A journalist from Britain’s best--selling newspaper the Sun, reportedly its royal editor, was arrested on Thursday on suspicion of illegally paying public officials, police said.
The 36-year-old journalist was detained in a dawn swoop at his home in Kent, southeast England, while a 42-year-old male former armed forces member and a 38-year-old woman were arrested at their home in Lancashire, northwest England.
All three were later bailed until July, police said on Thursday.
“A Sun journalist has been -arrested,” confirmed a spokeswoman for News International, the British newspaper publishing arm of media baron Rupert Murdoch’s News Corp.
British media named him as the daily tabloid’s royal editor Duncan Larcombe.
The journalist was arrested on suspicion of conspiracy to corrupt and conspiracy to cause misconduct in a public office.
The former serviceman was detained on suspicion of misconduct in a public office, and the woman on suspicion of aiding and abetting misconduct in a public office.
The addresses of those held were being searched.
Police said the arrests were prompted by information provided by News Corp’s Management Standards Committee.
The independent body was set up to carry out internal investigations at News International in the wake of the phone-hacking scandal at the News of the World tabloid.
Thursday’s police operation “relates to suspected payments to a public official and is not about seeking journalists to reveal confidential sources in relation to information that has been obtained legitimately,” Scotland Yard said.

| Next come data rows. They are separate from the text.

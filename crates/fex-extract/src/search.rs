//! Critical-point search along one-dimensional probing lines.
//!
//! A one-hidden-layer ReLU network is piecewise linear, so its Jacobian is
//! piecewise constant: it changes exactly when some hidden unit's
//! pre-activation crosses zero. Along a line `x(t) = x0 + t·v` the search
//! therefore reduces to locating the `t` values where the oracle's Jacobian
//! jumps.
//!
//! ## Algorithm
//!
//! 1. **Grid scan**: evaluate the Jacobian at a uniform grid over the
//!    searched interval and flag adjacent cells whose Jacobians differ by
//!    more than the jump tolerance.
//! 2. **Bisection**: within each flagged cell, bisect on the predicate
//!    "Jacobian differs from the left endpoint" until the bracket is
//!    narrower than the `t` tolerance, with a hard iteration cap that
//!    reports the interval as inconclusive instead of looping.
//! 3. **Rank-one decomposition**: the jump across a single unit's boundary
//!    is an outer product of the unit's output-layer column and its weight
//!    row; jumps that are not rank-one within tolerance are coincident
//!    crossings and the evidence is discarded.

use fex_core::{Oracle, Result};
use ndarray::{Array1, Array2};
use tracing::{debug, trace};

use crate::config::{CriticalPoint, ExtractionConfig, SearchSkip, SkipReason};

/// A probing line through input space.
#[derive(Debug, Clone)]
pub(crate) struct ProbeLine {
    pub probe_index: usize,
    pub direction_index: usize,
    pub origin: Array1<f64>,
    /// Unit direction vector.
    pub direction: Array1<f64>,
}

impl ProbeLine {
    pub fn point_at(&self, t: f64) -> Array1<f64> {
        &self.origin + &(&self.direction * t)
    }
}

/// Everything one line search produced.
#[derive(Debug, Clone)]
pub(crate) struct LineSearch {
    pub points: Vec<CriticalPoint>,
    pub skips: Vec<SearchSkip>,
}

enum Located {
    Point(CriticalPoint),
    Ambiguous { t: f64 },
    Inconclusive { t_lo: f64, t_hi: f64 },
}

/// Largest absolute entry-wise difference between two Jacobians.
fn max_abs_diff(a: &Array2<f64>, b: &Array2<f64>) -> f64 {
    a.iter()
        .zip(b.iter())
        .fold(0.0_f64, |acc, (x, y)| acc.max((x - y).abs()))
}

/// Search one line for critical points.
pub(crate) fn search_line(
    oracle: &dyn Oracle,
    line: &ProbeLine,
    config: &ExtractionConfig,
) -> Result<LineSearch> {
    let n = config.grid_points;
    let range = config.search_range;

    let ts: Vec<f64> = (0..=n)
        .map(|i| -range + 2.0 * range * i as f64 / n as f64)
        .collect();
    let mut jacobians = Vec::with_capacity(n + 1);
    for &t in &ts {
        jacobians.push(oracle.jacobian(line.point_at(t).view())?);
    }

    let mut points = Vec::new();
    let mut skips = Vec::new();
    let mut flagged = 0_usize;

    for i in 0..n {
        if max_abs_diff(&jacobians[i], &jacobians[i + 1]) <= config.jump_tol {
            continue;
        }
        flagged += 1;
        match bisect(
            oracle,
            line,
            (ts[i], ts[i + 1]),
            (&jacobians[i], &jacobians[i + 1]),
            config,
        )? {
            Located::Point(point) => {
                trace!(
                    "Located critical point at t={:.6} on probe {} direction {} (jump {:.3e})",
                    point.t,
                    line.probe_index,
                    line.direction_index,
                    point.jump_magnitude
                );
                points.push(point);
            }
            Located::Ambiguous { t } => {
                skips.push(SearchSkip {
                    probe_index: line.probe_index,
                    direction_index: line.direction_index,
                    reason: SkipReason::AmbiguousDiscontinuity { t },
                });
            }
            Located::Inconclusive { t_lo, t_hi } => {
                skips.push(SearchSkip {
                    probe_index: line.probe_index,
                    direction_index: line.direction_index,
                    reason: SkipReason::Inconclusive { t_lo, t_hi },
                });
            }
        }
    }

    if flagged == 0 {
        debug!(
            "Probe {} direction {} crossed no unit boundary within range",
            line.probe_index, line.direction_index
        );
        skips.push(SearchSkip {
            probe_index: line.probe_index,
            direction_index: line.direction_index,
            reason: SkipReason::NoCrossing,
        });
    }

    Ok(LineSearch { points, skips })
}

/// Narrow a flagged interval down to a single crossing.
///
/// Invariant: the Jacobians at the bracket endpoints always differ by more
/// than the jump tolerance, so the bracket always contains a crossing.
fn bisect(
    oracle: &dyn Oracle,
    line: &ProbeLine,
    (t_lo, t_hi): (f64, f64),
    (j_lo, j_hi): (&Array2<f64>, &Array2<f64>),
    config: &ExtractionConfig,
) -> Result<Located> {
    let mut lo = t_lo;
    let mut hi = t_hi;
    let mut j_lo = j_lo.clone();
    let mut j_hi = j_hi.clone();
    let mut iters = 0_usize;

    while hi - lo > config.t_tol {
        if iters >= config.max_bisection_iters {
            return Ok(Located::Inconclusive { t_lo: lo, t_hi: hi });
        }
        let mid = 0.5 * (lo + hi);
        let j_mid = oracle.jacobian(line.point_at(mid).view())?;
        if max_abs_diff(&j_mid, &j_lo) > config.jump_tol {
            hi = mid;
            j_hi = j_mid;
        } else {
            lo = mid;
            j_lo = j_mid;
        }
        iters += 1;
    }

    let t = 0.5 * (lo + hi);
    let delta = &j_hi - &j_lo;
    match decompose_jump(&delta, config.rank_one_tol) {
        Some((jump_direction, jump_coefficients, jump_magnitude)) => {
            Ok(Located::Point(CriticalPoint {
                probe_index: line.probe_index,
                direction_index: line.direction_index,
                t,
                location: line.point_at(t),
                direction: line.direction.clone(),
                jump_direction,
                jump_coefficients,
                jump_magnitude,
            }))
        }
        None => {
            debug!(
                "Discarding ambiguous discontinuity at t={:.6} on probe {} direction {}",
                t, line.probe_index, line.direction_index
            );
            Ok(Located::Ambiguous { t })
        }
    }
}

/// Decompose a Jacobian jump as `ΔJ = α ⊗ u` with `u` a unit vector.
///
/// Returns `None` when the jump is not rank-one within the given relative
/// residual, which means more than one unit switched inside the bracket.
/// `u` is sign-canonicalized so that identical hyperplanes found on
/// different lines produce identical directions.
fn decompose_jump(
    delta: &Array2<f64>,
    rank_one_tol: f64,
) -> Option<(Array1<f64>, Array1<f64>, f64)> {
    let frob = delta.iter().map(|v| v * v).sum::<f64>().sqrt();
    if frob == 0.0 {
        return None;
    }

    // Seed with the largest row, then one power-iteration step on ΔᵀΔ for
    // stability when the largest row is itself noisy.
    let mut best_row = 0;
    let mut best_norm = 0.0_f64;
    for (i, row) in delta.outer_iter().enumerate() {
        let norm = row.dot(&row).sqrt();
        if norm > best_norm {
            best_norm = norm;
            best_row = i;
        }
    }
    let seed = delta.row(best_row).to_owned() / best_norm;
    let refined = delta.t().dot(&delta.dot(&seed));
    let refined_norm = refined.dot(&refined).sqrt();
    let mut u = if refined_norm > 0.0 {
        refined / refined_norm
    } else {
        seed
    };

    // Canonical sign: largest-magnitude component positive.
    let mut arg = 0;
    let mut max = 0.0_f64;
    for (i, &v) in u.iter().enumerate() {
        if v.abs() > max {
            max = v.abs();
            arg = i;
        }
    }
    if u[arg] < 0.0 {
        u.mapv_inplace(|v| -v);
    }

    let alpha = delta.dot(&u);
    let mut residual_sq = 0.0_f64;
    for (i, row) in delta.outer_iter().enumerate() {
        for (j, &v) in row.iter().enumerate() {
            let r = v - alpha[i] * u[j];
            residual_sq += r * r;
        }
    }
    if residual_sq.sqrt() / frob > rank_one_tol {
        return None;
    }
    Some((u, alpha, frob))
}
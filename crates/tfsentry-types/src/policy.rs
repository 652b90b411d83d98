use schemars::JsonSchema;
use serde::{Deserialize, Serialize};

/// Descriptive record attached to a rule module through its annotations.
///
/// Records are only retained when `id` is non-empty; `avd_id` always mirrors `id`.
#[derive(Clone, Debug, Default, PartialEq, Eq, Serialize, Deserialize, JsonSchema)]
pub struct PolicyMetadata {
    pub id: String,
    pub avd_id: String,
    pub title: String,
    #[serde(default)]
    pub short_code: String,
    #[serde(default)]
    pub description: String,
    #[serde(default)]
    pub service: String,
    #[serde(default)]
    pub provider: String,
    pub severity: String,
    #[serde(default)]
    pub resolution: String,
    #[serde(default)]
    pub references: Vec<String>,
}

impl PolicyMetadata {
    /// Synthesized record used when no annotated module matches a namespace.
    pub fn fallback(namespace: &str) -> Self {
        Self {
            id: namespace.to_string(),
            avd_id: namespace.to_string(),
            title: crate::ids::FALLBACK_TITLE.to_string(),
            severity: crate::ids::DEFAULT_SEVERITY.to_string(),
            ..Self::default()
        }
    }
}

/// Ordering rank for the recognized severity levels; unknown levels rank below LOW.
pub fn severity_rank(severity: &str) -> u8 {
    match severity {
        "CRITICAL" => 4,
        "HIGH" => 3,
        "MEDIUM" => 2,
        "LOW" => 1,
        _ => 0,
    }
}
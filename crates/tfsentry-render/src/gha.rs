use crate::{RenderableReport, RenderableStatus};

/// Render findings as GitHub Actions workflow command annotations.
///
/// Format:
/// `::{level} file={path},line={line},endLine={end}::{message}`
pub fn render_github_annotations(report: &RenderableReport) -> Vec<String> {
    let mut out = Vec::new();

    for f in &report.findings {
        let level = match f.status {
            RenderableStatus::Fail => "error",
            RenderableStatus::Warn => "warning",
        };

        let mut meta = String::new();
        if let Some(loc) = &f.location {
            meta.push_str(&format!("file={}", escape_property(&loc.path)));
            if let Some(line) = loc.line {
                meta.push_str(&format!(",line={}", line));
            }
            if let Some(end) = loc.end_line {
                meta.push_str(&format!(",endLine={}", end));
            }
        }
        if !meta.is_empty() {
            meta.push(',');
        }
        meta.push_str(&format!("title={}", escape_property(&f.id)));

        let message = escape_data(&format!("[{}] {}: {}", f.severity, f.title, f.message));
        out.push(format!("::{} {}::{}", level, meta, message));
    }

    out
}

fn escape_data(s: &str) -> String {
    s.replace('%', "%25")
        .replace('\r', "%0D")
        .replace('\n', "%0A")
}

fn escape_property(s: &str) -> String {
    escape_data(s).replace(':', "%3A").replace(',', "%2C")
}
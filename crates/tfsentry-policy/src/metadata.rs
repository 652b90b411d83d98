use crate::module::RuleModule;
use serde_json::Value;
use tfsentry_types::PolicyMetadata;
use tfsentry_types::ids::DEFAULT_SEVERITY;

/// Build the policy record for one module from its package/rule annotations.
///
/// Returns `None` for modules without annotations and for modules whose annotations
/// carry no ID. Later annotations overwrite earlier ones field by field.
pub fn extract_metadata(module: &RuleModule) -> Option<PolicyMetadata> {
    if module.annotations.is_empty() {
        return None;
    }

    let mut meta = PolicyMetadata::default();

    for annotation in module
        .annotations
        .iter()
        .filter(|a| a.scope.is_policy_scope())
    {
        if let Some(title) = annotation.str_field("title") {
            meta.title = title.to_string();
        }
        if let Some(description) = annotation.str_field("description") {
            meta.description = description.to_string();
        }

        let custom = |key: &str| annotation.custom_str(key).map(str::to_string);

        if let Some(title) = custom("title") {
            meta.title = title;
        }
        if let Some(description) = custom("description") {
            meta.description = description;
        }
        if let Some(id) = custom("id").or_else(|| custom("avd_id")) {
            meta.avd_id = id.clone();
            meta.id = id;
        }
        if let Some(severity) = custom("severity") {
            meta.severity = severity.to_uppercase();
        }
        if let Some(service) = custom("service") {
            meta.service = service;
        }
        if let Some(provider) = custom("provider") {
            meta.provider = provider;
        }
        if let Some(short_code) = custom("short_code") {
            meta.short_code = short_code;
        }
        if let Some(remediation) = custom("remediation") {
            meta.resolution = remediation;
        }
        if let Some(resolution) = custom("resolution") {
            meta.resolution = resolution;
        }

        if let Some(refs) = annotation
            .custom()
            .and_then(|c| c.get("references"))
            .and_then(Value::as_array)
        {
            meta.references
                .extend(refs.iter().filter_map(Value::as_str).map(str::to_string));
        }
        meta.references.extend(annotation.related_resources());
    }

    let segments: Vec<&str> = module.package.split('.').collect();
    if meta.provider.is_empty()
        && let Some(provider) = segments.get(2)
    {
        meta.provider = provider.to_uppercase();
    }
    if meta.service.is_empty()
        && let Some(service) = segments.get(3)
    {
        meta.service = service.to_string();
    }

    if meta.id.is_empty() || meta.avd_id.is_empty() {
        return None;
    }
    if meta.severity.is_empty() {
        meta.severity = DEFAULT_SEVERITY.to_string();
    }
    meta.references.dedup();

    Some(meta)
}

#[cfg(test)]
mod tests {
    use super::*;
    use crate::module::RegoVersion;
    use camino::Utf8Path;

    fn module(src: &str) -> RuleModule {
        RuleModule::parse(Utf8Path::new("policy.rego"), src, RegoVersion::V1).expect("parse")
    }

    const FULL: &str = r#"# METADATA
# title: Bucket ACL is public
# description: Public ACLs expose bucket contents.
# related_resources:
# - https://example.com/related
# custom:
#   id: AVD-AWS-0092
#   short_code: no-public-access-with-acl
#   severity: high
#   service: s3
#   provider: aws
#   remediation: Use a private ACL.
#   references:
#   - https://example.com/acl
package builtin.aws.s3.aws0092

import rego.v1

deny contains "x" if false
"#;

    #[test]
    fn extracts_all_fields() {
        let meta = extract_metadata(&module(FULL)).expect("metadata");
        assert_eq!(meta.id, "AVD-AWS-0092");
        assert_eq!(meta.avd_id, "AVD-AWS-0092");
        assert_eq!(meta.title, "Bucket ACL is public");
        assert_eq!(meta.description, "Public ACLs expose bucket contents.");
        assert_eq!(meta.short_code, "no-public-access-with-acl");
        assert_eq!(meta.severity, "HIGH");
        assert_eq!(meta.service, "s3");
        assert_eq!(meta.provider, "aws");
        assert_eq!(meta.resolution, "Use a private ACL.");
        assert_eq!(
            meta.references,
            vec!["https://example.com/acl", "https://example.com/related"]
        );
    }

    #[test]
    fn no_annotations_means_no_metadata() {
        assert!(extract_metadata(&module("package a.b\n")).is_none());
    }

    #[test]
    fn missing_id_means_no_metadata() {
        let src = "# METADATA\n# title: untitled\npackage a.b\n";
        assert!(extract_metadata(&module(src)).is_none());
    }

    #[test]
    fn avd_id_is_a_fallback_for_id() {
        let src = "# METADATA\n# custom:\n#   avd_id: AVD-X-1\npackage a.b\n";
        let meta = extract_metadata(&module(src)).expect("metadata");
        assert_eq!(meta.id, "AVD-X-1");
        assert_eq!(meta.avd_id, "AVD-X-1");
    }

    #[test]
    fn defaults_come_from_package_path() {
        let src = "# METADATA\n# custom:\n#   id: AVD-GCP-0001\npackage builtin.google.gke.gcp0001\n";
        let meta = extract_metadata(&module(src)).expect("metadata");
        assert_eq!(meta.severity, "MEDIUM");
        assert_eq!(meta.provider, "GOOGLE");
        assert_eq!(meta.service, "gke");
    }

    #[test]
    fn resolution_overrides_remediation() {
        let src = "# METADATA\n# custom:\n#   id: X\n#   remediation: old\n#   resolution: new\npackage a.b\n";
        let meta = extract_metadata(&module(src)).expect("metadata");
        assert_eq!(meta.resolution, "new");
    }

    #[test]
    fn later_annotation_wins() {
        let src = r#"# METADATA
# custom:
#   id: FIRST
#   severity: low
package a.b

import rego.v1

# METADATA
# custom:
#   id: SECOND
deny contains "x" if false
"#;
        let meta = extract_metadata(&module(src)).expect("metadata");
        assert_eq!(meta.id, "SECOND");
        assert_eq!(meta.severity, "LOW");
    }

    #[test]
    fn other_scopes_are_ignored() {
        let src = "# METADATA\n# scope: document\n# custom:\n#   id: DOC\npackage a.b\n";
        assert!(extract_metadata(&module(src)).is_none());
    }
}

A total of 26 people have now been arrested since July last year as part of the probe into alleged inappropriate payments to public officials, which is linked to Scotland Yard’s continuing phone-hacking investigation.
British police this week handed prosecutors files on 11 suspects, which could lead to the first charges from the widespread probe into News International’s activities.
Four journalists, one police officer and six other people feature in the four files being considered by the Crown Prosecution Service.